Today one of the local pastors killed a cow and we’re going to go have a party in his village, the same village where this team will live for the next month, helping an unreached people group to discover Jesus. It represents another step forward in my dream of waking up a generation to the greatness within them and to God’s agenda for their lives.

If you read the blogs of the participants, they are thrilled. They are living life at full throttle and
discovering new depths in themselves that they didn’t know were there.

I had always been frustrated that young people are under-challenged. We don’t trust them to do the stuff that Jesus did – to leave home for a long time and focus on ministry. We don’t trust them with risks and with discomfort. We saddle them with school debt and lock them into a career, and we call it “responsible behavior.” Last year, I had this dream called the World Race that shows there’s an alternative. Yes, we launched it much too quickly, but I’ve learned that you have to just make a start and then keep improving it if you want to reach your dream.

Most dreams never get to stage one. Too much risk, too many resources required. There’s the embarrassment of failure. Better to live in safety.

In stage two, people begin to sit up and take notice. But to get here, we had to live with "good enough" in stage one.
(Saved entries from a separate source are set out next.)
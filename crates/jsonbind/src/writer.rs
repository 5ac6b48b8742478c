//! The output side of the token vocabulary.
//!
//! [`JsonWriter`] is what [`JsonDump`](crate::JsonDump) impls write into.
//! [`StreamWriter`] serializes to bytes through `struson`;
//! [`TokenRecorder`] keeps the [`Token`]s instead.
use std::io;

use struson::writer::{JsonNumberError, JsonStreamWriter, JsonWriter as _};

use crate::{DumpResult, Token, WriteError, lexer::ReplayLexer};

/// Sink for lexical JSON events.
///
/// Callers are expected to emit a well-formed sequence: one top-level
/// value, keys only directly inside objects, balanced brackets.
pub trait JsonWriter {
    fn null(&mut self) -> DumpResult;
    fn boolean(&mut self, value: bool) -> DumpResult;
    fn int(&mut self, value: i32) -> DumpResult;
    fn uint(&mut self, value: u32) -> DumpResult;
    fn int64(&mut self, value: i64) -> DumpResult;
    fn uint64(&mut self, value: u64) -> DumpResult;
    /// # Errors
    ///
    /// [`WriteError::InvalidNumber`] for NaN and infinities, when the sink
    /// produces JSON text.
    fn double(&mut self, value: f64) -> DumpResult;
    fn string(&mut self, value: &str) -> DumpResult;
    fn start_object(&mut self) -> DumpResult;
    fn key(&mut self, key: &str) -> DumpResult;
    fn end_object(&mut self) -> DumpResult;
    fn start_array(&mut self) -> DumpResult;
    fn end_array(&mut self) -> DumpResult;
}

/// Compact JSON text written to an [`io::Write`].
///
/// Misuse of the event sequence (a value where a key is required, a second
/// top-level value) is a bug in the caller and panics.
pub struct StreamWriter<W: io::Write> {
    inner: JsonStreamWriter<W>,
}

impl<W: io::Write> StreamWriter<W> {
    pub fn new(output: W) -> Self {
        Self {
            inner: JsonStreamWriter::new(output),
        }
    }

    /// Flushes buffered output. The document must be complete.
    ///
    /// # Errors
    ///
    /// The I/O error raised while flushing.
    pub fn finish(self) -> DumpResult {
        self.inner.finish_document()?;
        Ok(())
    }
}

impl<W: io::Write> JsonWriter for StreamWriter<W> {
    fn null(&mut self) -> DumpResult {
        Ok(self.inner.null_value()?)
    }

    fn boolean(&mut self, value: bool) -> DumpResult {
        Ok(self.inner.bool_value(value)?)
    }

    fn int(&mut self, value: i32) -> DumpResult {
        Ok(self.inner.number_value(value)?)
    }

    fn uint(&mut self, value: u32) -> DumpResult {
        Ok(self.inner.number_value(value)?)
    }

    fn int64(&mut self, value: i64) -> DumpResult {
        Ok(self.inner.number_value(value)?)
    }

    fn uint64(&mut self, value: u64) -> DumpResult {
        Ok(self.inner.number_value(value)?)
    }

    fn double(&mut self, value: f64) -> DumpResult {
        self.inner.fp_number_value(value).map_err(|error| match error {
            JsonNumberError::InvalidNumber(message) => WriteError::InvalidNumber(message),
            JsonNumberError::IoError(error) => WriteError::Io(error),
        })
    }

    fn string(&mut self, value: &str) -> DumpResult {
        Ok(self.inner.string_value(value)?)
    }

    fn start_object(&mut self) -> DumpResult {
        Ok(self.inner.begin_object()?)
    }

    fn key(&mut self, key: &str) -> DumpResult {
        Ok(self.inner.name(key)?)
    }

    fn end_object(&mut self) -> DumpResult {
        Ok(self.inner.end_object()?)
    }

    fn start_array(&mut self) -> DumpResult {
        Ok(self.inner.begin_array()?)
    }

    fn end_array(&mut self) -> DumpResult {
        Ok(self.inner.end_array()?)
    }
}

#[derive(Debug, Clone, Copy)]
enum Open {
    Object(u32),
    Array(u32),
}

/// Records written events as [`Token`]s, end tokens carrying their element
/// counts the way a lexer reports them.
///
/// ```rust
/// use jsonbind::{Token, TokenRecorder, dump};
///
/// let mut recorder = TokenRecorder::new();
/// dump(&vec![Some(1u8), None], &mut recorder).unwrap();
/// assert_eq!(
///     recorder.tokens(),
///     [Token::StartArray, Token::Uint(1), Token::Null, Token::EndArray(2)]
/// );
/// ```
#[derive(Debug, Clone, Default)]
pub struct TokenRecorder {
    tokens: Vec<Token>,
    open: Vec<Open>,
}

impl TokenRecorder {
    #[must_use]
    pub fn new() -> Self {
        Self::default()
    }

    #[must_use]
    pub fn tokens(&self) -> &[Token] {
        &self.tokens
    }

    #[must_use]
    pub fn into_tokens(self) -> Vec<Token> {
        self.tokens
    }

    /// A lexer that replays everything recorded so far.
    #[must_use]
    pub fn into_lexer(self) -> ReplayLexer {
        ReplayLexer::new(self.tokens)
    }

    fn value(&mut self, token: Token) -> DumpResult {
        if let Some(Open::Array(count)) = self.open.last_mut() {
            *count = count.saturating_add(1);
        }
        self.tokens.push(token);
        Ok(())
    }
}

impl JsonWriter for TokenRecorder {
    fn null(&mut self) -> DumpResult {
        self.value(Token::Null)
    }

    fn boolean(&mut self, value: bool) -> DumpResult {
        self.value(Token::Bool(value))
    }

    fn int(&mut self, value: i32) -> DumpResult {
        self.value(Token::Int(value))
    }

    fn uint(&mut self, value: u32) -> DumpResult {
        self.value(Token::Uint(value))
    }

    fn int64(&mut self, value: i64) -> DumpResult {
        self.value(Token::Int64(value))
    }

    fn uint64(&mut self, value: u64) -> DumpResult {
        self.value(Token::Uint64(value))
    }

    fn double(&mut self, value: f64) -> DumpResult {
        self.value(Token::Double(value))
    }

    fn string(&mut self, value: &str) -> DumpResult {
        self.value(Token::String(value.to_owned()))
    }

    fn start_object(&mut self) -> DumpResult {
        self.value(Token::StartObject)?;
        self.open.push(Open::Object(0));
        Ok(())
    }

    fn key(&mut self, key: &str) -> DumpResult {
        if let Some(Open::Object(count)) = self.open.last_mut() {
            *count = count.saturating_add(1);
        }
        self.tokens.push(Token::Key(key.to_owned()));
        Ok(())
    }

    fn end_object(&mut self) -> DumpResult {
        let members = match self.open.pop() {
            Some(Open::Object(count)) => count,
            _ => 0,
        };
        self.tokens.push(Token::EndObject(members));
        Ok(())
    }

    fn start_array(&mut self) -> DumpResult {
        self.value(Token::StartArray)?;
        self.open.push(Open::Array(0));
        Ok(())
    }

    fn end_array(&mut self) -> DumpResult {
        let elements = match self.open.pop() {
            Some(Open::Array(count)) => count,
            _ => 0,
        };
        self.tokens.push(Token::EndArray(elements));
        Ok(())
    }
}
Yes, we didn’t do a great job of recruiting, yes, we didn’t screen participants like we wanted to, yes, sometimes we didn’t have a clue about what we were going to set up. Yes, we didn’t debrief them like we wanted to. And the list goes on.

But all the while, the dream was taking on greater focus as we added new second stage details to it. We found ways to recruit committed participants. We found new leaders. We gave everyone a month of training. We pioneered new countries.

People ask me how stuff like this happens. You have to believe in your dream enough to start and make a multitude of mistakes and in spite of all the evidence to the contrary, believe that the dream is worth it. We're not there, but we're getting closer to it.